How to use it: type text in the input field and it converts to space-separated decimal ASCII values in real time. Select "Hex" output mode to get the hex equivalent instead. Paste a sequence of numbers in the decode field to convert them back to characters.
Practical applications: debugging whitespace and control characters in text data (ASCII 9 = tab, ASCII 10 = newline, ASCII 13 = carriage return), understanding how strings are stored in memory, solving encoding-related challenges, generating ASCII art sequences, verifying character byte values when building parsers, and learning programming fundamentals.
Limitation: ASCII covers only 128 characters and is primarily for English text. Characters outside this range (accented letters, emoji, CJK characters) require multi-byte encodings like UTF-8. For those, use the Hex Text Converter or Base64 Encoder tools instead.
Frequently Asked Questions
- Standard ASCII covers code points 0–127. Code points 0–31 are control characters (tab, newline, etc.). Code points 32–126 are printable characters (letters, digits, punctuation). Code point 127 is DEL.

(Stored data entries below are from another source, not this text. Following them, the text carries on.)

// SPDX-License-Identifier: AGPL-3.0-or-later
// Copyright (C) 2025 Blackman Artificial Intelligence Technologies Inc.

//! CLI module for rigpreset
//!
//! Handles command-line argument parsing.

pub mod args;

pub use args::*;
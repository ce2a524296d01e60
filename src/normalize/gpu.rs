// SPDX-License-Identifier: AGPL-3.0-or-later
// Copyright (C) 2025 Blackman Artificial Intelligence Technologies Inc.

//! GPU descriptor normalization

use regex::Regex;
use std::sync::OnceLock;

use super::text::{collapse_whitespace, remove_words, strip_trademarks, trim_leading_zeros, whole_words};

/// Variant suffixes, highest priority first
const VARIANTS: [&str; 3] = ["super", "ti", "xt"];

fn vendor_re() -> &'static Regex {
    static RE: OnceLock<Regex> = OnceLock::new();
    RE.get_or_init(|| whole_words(&["nvidia", "geforce", "amd", "radeon"]))
}

/// Token pattern that also accepts the token glued to digits ("3060ti", "rx580").
fn glued_token(token: &str) -> Regex {
    Regex::new(&format!(r"(?:^|[^a-z])({token})(?:[^a-z]|$)")).expect("token pattern is valid")
}

fn variant_res() -> &'static [(&'static str, Regex)] {
    static RES: OnceLock<Vec<(&'static str, Regex)>> = OnceLock::new();
    RES.get_or_init(|| {
        VARIANTS
            .iter()
            .map(|variant| (*variant, glued_token(variant)))
            .collect()
    })
}

fn family_re() -> &'static Regex {
    static RE: OnceLock<Regex> = OnceLock::new();
    RE.get_or_init(|| glued_token("rtx|gtx|rx"))
}

fn digit_run_re() -> &'static Regex {
    static RE: OnceLock<Regex> = OnceLock::new();
    RE.get_or_init(|| Regex::new(r"[0-9]+").expect("digit pattern is valid"))
}

fn clean(raw: &str) -> String {
    let lowered = raw.to_lowercase();
    let without_marks = strip_trademarks(&lowered);
    collapse_whitespace(&remove_words(&without_marks, vendor_re()))
}

/// Normalize a GPU descriptor into its canonical lookup key.
///
/// `"GeForce RTX 3060 Ti 8GB"` becomes `"rtx 3060 ti"`; input without both a
/// family and a model number comes back cleaned.
pub fn normalize_gpu(raw: &str) -> String {
    let cleaned = clean(raw);

    let family = family_re()
        .captures(&cleaned)
        .and_then(|caps| caps.get(1))
        .map(|m| m.as_str());
    let model = model_number(&cleaned);

    match (family, model) {
        (Some(family), Some(model)) => match variant(&cleaned) {
            Some(variant) => format!("{family} {model} {variant}"),
            None => format!("{family} {model}"),
        },
        _ => cleaned,
    }
}

fn variant(cleaned: &str) -> Option<&'static str> {
    variant_res()
        .iter()
        .find(|(_, re)| re.is_match(cleaned))
        .map(|(variant, _)| *variant)
}

/// First digit run of length 3-4; longer or shorter runs (memory sizes,
/// part numbers) are skipped.
fn model_number(cleaned: &str) -> Option<&str> {
    digit_run_re()
        .find_iter(cleaned)
        .map(|m| m.as_str())
        .find(|run| (3..=4).contains(&run.len()))
        .map(trim_leading_zeros)
}

#[cfg(test)]
mod tests {
    use super::*;

    #[test]
    fn test_geforce_ti_with_memory() {
        assert_eq!(normalize_gpu("GeForce RTX 3060 Ti 8GB"), "rtx 3060 ti");
    }

    #[test]
    fn test_radeon_rx() {
        assert_eq!(normalize_gpu("Radeon RX 580"), "rx 580");
        assert_eq!(normalize_gpu("AMD Radeon RX 6700 XT 12GB"), "rx 6700 xt");
    }

    #[test]
    fn test_variant_glued_to_model() {
        assert_eq!(normalize_gpu("NVIDIA GTX 1080Ti"), "gtx 1080 ti");
        assert_eq!(normalize_gpu("rx580"), "rx 580");
    }

    #[test]
    fn test_super_beats_ti() {
        assert_eq!(normalize_gpu("RTX 4070 Ti Super"), "rtx 4070 super");
        assert_eq!(normalize_gpu("GeForce GTX 1660 SUPER"), "gtx 1660 super");
    }

    #[test]
    fn test_variant_needs_token_boundary() {
        // "xtx" is not an "xt" variant and "titan" is not "ti"
        assert_eq!(normalize_gpu("Radeon RX 7900 XTX"), "rx 7900");
        assert_eq!(normalize_gpu("GTX 1080 Titanium edition"), "gtx 1080");
    }

    #[test]
    fn test_model_leading_zeros_dropped() {
        assert_eq!(normalize_gpu("RX 0580"), "rx 580");
    }

    #[test]
    fn test_memory_size_is_not_a_model() {
        assert_eq!(normalize_gpu("16GB RTX 4060 Ti"), "rtx 4060 ti");
    }

    #[test]
    fn test_missing_family_falls_back() {
        assert_eq!(normalize_gpu("Intel Arc A770"), "intel arc a770");
        assert_eq!(normalize_gpu("NVIDIA Quadro P2000"), "quadro p2000");
    }

    #[test]
    fn test_missing_model_falls_back() {
        assert_eq!(normalize_gpu("GeForce RTX"), "rtx");
        assert_eq!(normalize_gpu("RTX 12345"), "rtx 12345");
    }

    #[test]
    fn test_empty_input() {
        assert_eq!(normalize_gpu(""), "");
        assert_eq!(normalize_gpu("NVIDIA GeForce"), "");
    }

    #[test]
    fn test_canonical_keys_are_fixed_points() {
        for key in ["rtx 3060 ti", "rx 580", "gtx 1660 super", "rx 6700 xt", "intel arc a770"] {
            assert_eq!(normalize_gpu(key), key);
        }
    }
}
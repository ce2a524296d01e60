// SPDX-License-Identifier: AGPL-3.0-or-later
// Copyright (C) 2025 Blackman Artificial Intelligence Technologies Inc.

//! RAM capacity normalization

use regex::Regex;
use std::sync::OnceLock;

use super::text::{collapse_whitespace, trim_leading_zeros};

fn unit_re() -> &'static Regex {
    static RE: OnceLock<Regex> = OnceLock::new();
    RE.get_or_init(|| Regex::new(r"гб|gib|gigabytes?").expect("unit pattern is valid"))
}

fn integer_re() -> &'static Regex {
    static RE: OnceLock<Regex> = OnceLock::new();
    RE.get_or_init(|| Regex::new(r"[0-9]+").expect("integer pattern is valid"))
}

/// Normalize a RAM descriptor into `"<N>gb"`.
///
/// Only the first integer is read, so a kit written as "2x8GB" keys as
/// `"2gb"`; datasets are expected to state total capacity.
pub fn normalize_ram(raw: &str) -> String {
    let lowered = raw.to_lowercase();
    let cleaned = collapse_whitespace(&unit_re().replace_all(&lowered, "gb"));

    match integer_re().find(&cleaned) {
        Some(digits) => format!("{}gb", trim_leading_zeros(digits.as_str())),
        None => cleaned,
    }
}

- Characters above ASCII 127 (accented letters, emoji, and other Unicode characters) are not part of standard ASCII. This tool encodes them using their Unicode code point values and notes them as non-ASCII in the output.
- ASCII values are fundamental in string manipulation — sorting strings lexicographically is based on ASCII order, character validation in parsers references ASCII ranges (e.g., 65–90 for uppercase letters), and network protocols like HTTP headers require ASCII.
- Yes. Toggle 'Output format' to Hexadecimal to get hex values (41 for 'A') instead of decimal (65). You can also select Octal output for legacy system compatibility.